:: ENTRIES SHOWN ::

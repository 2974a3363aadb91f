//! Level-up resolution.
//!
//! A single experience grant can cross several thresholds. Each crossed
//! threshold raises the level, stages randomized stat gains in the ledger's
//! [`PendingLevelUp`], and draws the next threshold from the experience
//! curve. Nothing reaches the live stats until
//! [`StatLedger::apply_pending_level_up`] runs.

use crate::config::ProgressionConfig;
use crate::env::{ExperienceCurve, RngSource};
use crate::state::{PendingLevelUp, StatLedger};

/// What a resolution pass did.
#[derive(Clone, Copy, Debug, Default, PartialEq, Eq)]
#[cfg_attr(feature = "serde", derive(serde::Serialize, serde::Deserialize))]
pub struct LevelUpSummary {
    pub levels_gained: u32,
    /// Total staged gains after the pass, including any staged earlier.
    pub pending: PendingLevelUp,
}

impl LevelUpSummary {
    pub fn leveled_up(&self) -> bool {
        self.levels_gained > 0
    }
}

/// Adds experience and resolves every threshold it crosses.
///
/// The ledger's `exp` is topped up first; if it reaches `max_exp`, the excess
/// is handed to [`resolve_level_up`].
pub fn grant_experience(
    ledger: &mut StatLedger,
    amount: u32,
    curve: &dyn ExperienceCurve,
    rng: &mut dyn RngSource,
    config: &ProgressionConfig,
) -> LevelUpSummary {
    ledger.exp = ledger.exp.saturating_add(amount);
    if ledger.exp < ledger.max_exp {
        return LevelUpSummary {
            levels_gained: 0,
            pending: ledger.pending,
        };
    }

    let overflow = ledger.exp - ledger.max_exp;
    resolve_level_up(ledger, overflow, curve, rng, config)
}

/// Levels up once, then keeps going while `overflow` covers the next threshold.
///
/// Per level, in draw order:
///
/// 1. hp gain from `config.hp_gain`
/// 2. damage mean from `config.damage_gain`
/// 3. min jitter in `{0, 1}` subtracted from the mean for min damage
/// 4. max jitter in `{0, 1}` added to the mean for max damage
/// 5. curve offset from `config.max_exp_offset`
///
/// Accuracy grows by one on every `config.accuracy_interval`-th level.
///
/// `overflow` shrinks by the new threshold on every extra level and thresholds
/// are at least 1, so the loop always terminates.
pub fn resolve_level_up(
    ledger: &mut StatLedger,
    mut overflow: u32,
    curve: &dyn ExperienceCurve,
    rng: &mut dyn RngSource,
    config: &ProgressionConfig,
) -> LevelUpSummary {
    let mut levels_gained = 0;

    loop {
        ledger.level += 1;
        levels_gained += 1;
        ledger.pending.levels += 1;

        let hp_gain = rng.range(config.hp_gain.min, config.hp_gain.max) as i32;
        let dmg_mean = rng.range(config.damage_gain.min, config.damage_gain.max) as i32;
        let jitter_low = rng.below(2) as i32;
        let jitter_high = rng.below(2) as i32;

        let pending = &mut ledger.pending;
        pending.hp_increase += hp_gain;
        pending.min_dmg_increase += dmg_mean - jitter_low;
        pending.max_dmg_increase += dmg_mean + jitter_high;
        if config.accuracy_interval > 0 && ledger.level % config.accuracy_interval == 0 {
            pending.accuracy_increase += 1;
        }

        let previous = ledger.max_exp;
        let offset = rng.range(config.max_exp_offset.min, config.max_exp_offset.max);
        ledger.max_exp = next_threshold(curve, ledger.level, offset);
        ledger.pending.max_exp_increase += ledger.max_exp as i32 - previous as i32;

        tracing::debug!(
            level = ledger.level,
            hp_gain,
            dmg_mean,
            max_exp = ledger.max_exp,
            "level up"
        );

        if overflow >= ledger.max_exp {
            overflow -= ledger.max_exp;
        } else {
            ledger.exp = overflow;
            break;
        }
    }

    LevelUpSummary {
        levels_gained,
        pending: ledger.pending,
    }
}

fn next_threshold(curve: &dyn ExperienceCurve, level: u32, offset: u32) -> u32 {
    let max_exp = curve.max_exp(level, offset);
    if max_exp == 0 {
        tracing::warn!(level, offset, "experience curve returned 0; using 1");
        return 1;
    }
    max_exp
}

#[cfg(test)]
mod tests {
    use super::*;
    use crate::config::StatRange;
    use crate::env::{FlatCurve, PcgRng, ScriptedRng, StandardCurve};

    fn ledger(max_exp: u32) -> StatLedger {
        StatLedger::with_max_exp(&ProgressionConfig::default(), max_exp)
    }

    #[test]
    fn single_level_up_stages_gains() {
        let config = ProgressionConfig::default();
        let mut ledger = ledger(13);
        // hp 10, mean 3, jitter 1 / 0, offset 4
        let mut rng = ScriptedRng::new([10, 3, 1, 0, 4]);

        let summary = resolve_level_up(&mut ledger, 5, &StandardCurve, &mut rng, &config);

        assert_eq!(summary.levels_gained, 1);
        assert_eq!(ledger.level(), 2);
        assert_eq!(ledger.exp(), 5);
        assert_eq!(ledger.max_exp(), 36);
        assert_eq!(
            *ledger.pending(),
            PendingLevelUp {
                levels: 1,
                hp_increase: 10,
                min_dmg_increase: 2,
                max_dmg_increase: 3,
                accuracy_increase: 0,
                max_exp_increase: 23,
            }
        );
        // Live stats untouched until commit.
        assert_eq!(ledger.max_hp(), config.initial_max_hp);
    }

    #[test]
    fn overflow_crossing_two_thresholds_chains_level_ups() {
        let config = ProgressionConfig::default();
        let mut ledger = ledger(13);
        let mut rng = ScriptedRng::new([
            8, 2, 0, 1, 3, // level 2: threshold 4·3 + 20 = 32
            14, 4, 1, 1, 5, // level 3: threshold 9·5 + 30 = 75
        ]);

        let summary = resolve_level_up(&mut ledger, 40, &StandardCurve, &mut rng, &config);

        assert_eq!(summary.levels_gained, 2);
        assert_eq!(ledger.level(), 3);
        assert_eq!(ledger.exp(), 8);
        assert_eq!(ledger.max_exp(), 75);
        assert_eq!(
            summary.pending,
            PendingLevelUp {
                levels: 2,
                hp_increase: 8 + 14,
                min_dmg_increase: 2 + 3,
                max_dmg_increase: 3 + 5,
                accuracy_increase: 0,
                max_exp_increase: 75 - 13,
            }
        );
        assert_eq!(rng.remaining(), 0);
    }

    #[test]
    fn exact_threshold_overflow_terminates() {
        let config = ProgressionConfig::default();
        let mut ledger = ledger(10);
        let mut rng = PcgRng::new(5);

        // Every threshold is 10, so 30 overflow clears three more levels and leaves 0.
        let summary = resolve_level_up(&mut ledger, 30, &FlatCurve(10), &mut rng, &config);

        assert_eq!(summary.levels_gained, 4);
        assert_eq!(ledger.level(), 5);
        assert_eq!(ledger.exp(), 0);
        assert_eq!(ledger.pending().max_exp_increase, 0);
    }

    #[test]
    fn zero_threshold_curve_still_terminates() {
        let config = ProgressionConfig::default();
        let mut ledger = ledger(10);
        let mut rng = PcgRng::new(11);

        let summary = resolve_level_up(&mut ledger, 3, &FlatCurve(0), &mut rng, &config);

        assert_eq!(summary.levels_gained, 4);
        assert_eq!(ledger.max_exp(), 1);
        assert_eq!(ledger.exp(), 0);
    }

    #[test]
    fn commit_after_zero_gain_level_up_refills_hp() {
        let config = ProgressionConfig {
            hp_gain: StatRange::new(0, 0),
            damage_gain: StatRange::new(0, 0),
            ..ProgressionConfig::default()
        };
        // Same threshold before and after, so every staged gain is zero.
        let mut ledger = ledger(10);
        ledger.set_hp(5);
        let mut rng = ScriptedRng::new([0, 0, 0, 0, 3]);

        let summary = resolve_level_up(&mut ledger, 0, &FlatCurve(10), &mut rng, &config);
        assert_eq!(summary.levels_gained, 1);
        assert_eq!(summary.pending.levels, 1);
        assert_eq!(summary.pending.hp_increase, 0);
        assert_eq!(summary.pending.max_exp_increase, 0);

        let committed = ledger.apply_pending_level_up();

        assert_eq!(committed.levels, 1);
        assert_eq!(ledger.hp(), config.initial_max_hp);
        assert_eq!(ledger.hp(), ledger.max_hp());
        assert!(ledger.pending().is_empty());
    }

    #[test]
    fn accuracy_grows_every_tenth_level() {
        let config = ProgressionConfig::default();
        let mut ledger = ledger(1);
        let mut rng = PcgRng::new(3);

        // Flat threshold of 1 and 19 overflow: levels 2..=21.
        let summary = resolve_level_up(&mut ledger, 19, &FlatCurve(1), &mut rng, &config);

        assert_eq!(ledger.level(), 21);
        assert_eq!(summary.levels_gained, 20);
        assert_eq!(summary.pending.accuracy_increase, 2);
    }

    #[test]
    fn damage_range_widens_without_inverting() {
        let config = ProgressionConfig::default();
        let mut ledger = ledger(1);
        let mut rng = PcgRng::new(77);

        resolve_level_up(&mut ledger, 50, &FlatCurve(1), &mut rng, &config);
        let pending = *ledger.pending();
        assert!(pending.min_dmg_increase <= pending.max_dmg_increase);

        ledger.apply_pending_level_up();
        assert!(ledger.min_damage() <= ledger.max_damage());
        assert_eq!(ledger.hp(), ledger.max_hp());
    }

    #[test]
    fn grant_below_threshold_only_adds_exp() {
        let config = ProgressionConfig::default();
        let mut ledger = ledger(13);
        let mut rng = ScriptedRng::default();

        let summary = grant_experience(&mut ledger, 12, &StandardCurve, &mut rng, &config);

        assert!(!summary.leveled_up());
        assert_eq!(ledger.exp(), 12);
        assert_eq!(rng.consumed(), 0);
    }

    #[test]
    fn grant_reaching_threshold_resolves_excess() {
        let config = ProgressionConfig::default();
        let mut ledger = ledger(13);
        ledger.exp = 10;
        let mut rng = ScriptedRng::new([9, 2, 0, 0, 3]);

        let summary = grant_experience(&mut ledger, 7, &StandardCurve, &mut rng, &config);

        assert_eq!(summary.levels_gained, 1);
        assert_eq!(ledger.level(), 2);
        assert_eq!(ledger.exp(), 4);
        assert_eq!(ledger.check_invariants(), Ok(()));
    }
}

:::

◆ **TO DO**
Beginning at the line with "thresholds. Each crossed" and stopping after the line with "from the experience", please write out every line of the data above exactly and nothing else.

◆ **FINAL ANSWER**
//! A single experience grant can cross several thresholds. Each crossed
//! threshold raises the level, stages randomized stat gains in the ledger's
//! [`PendingLevelUp`], and draws the next threshold from the experience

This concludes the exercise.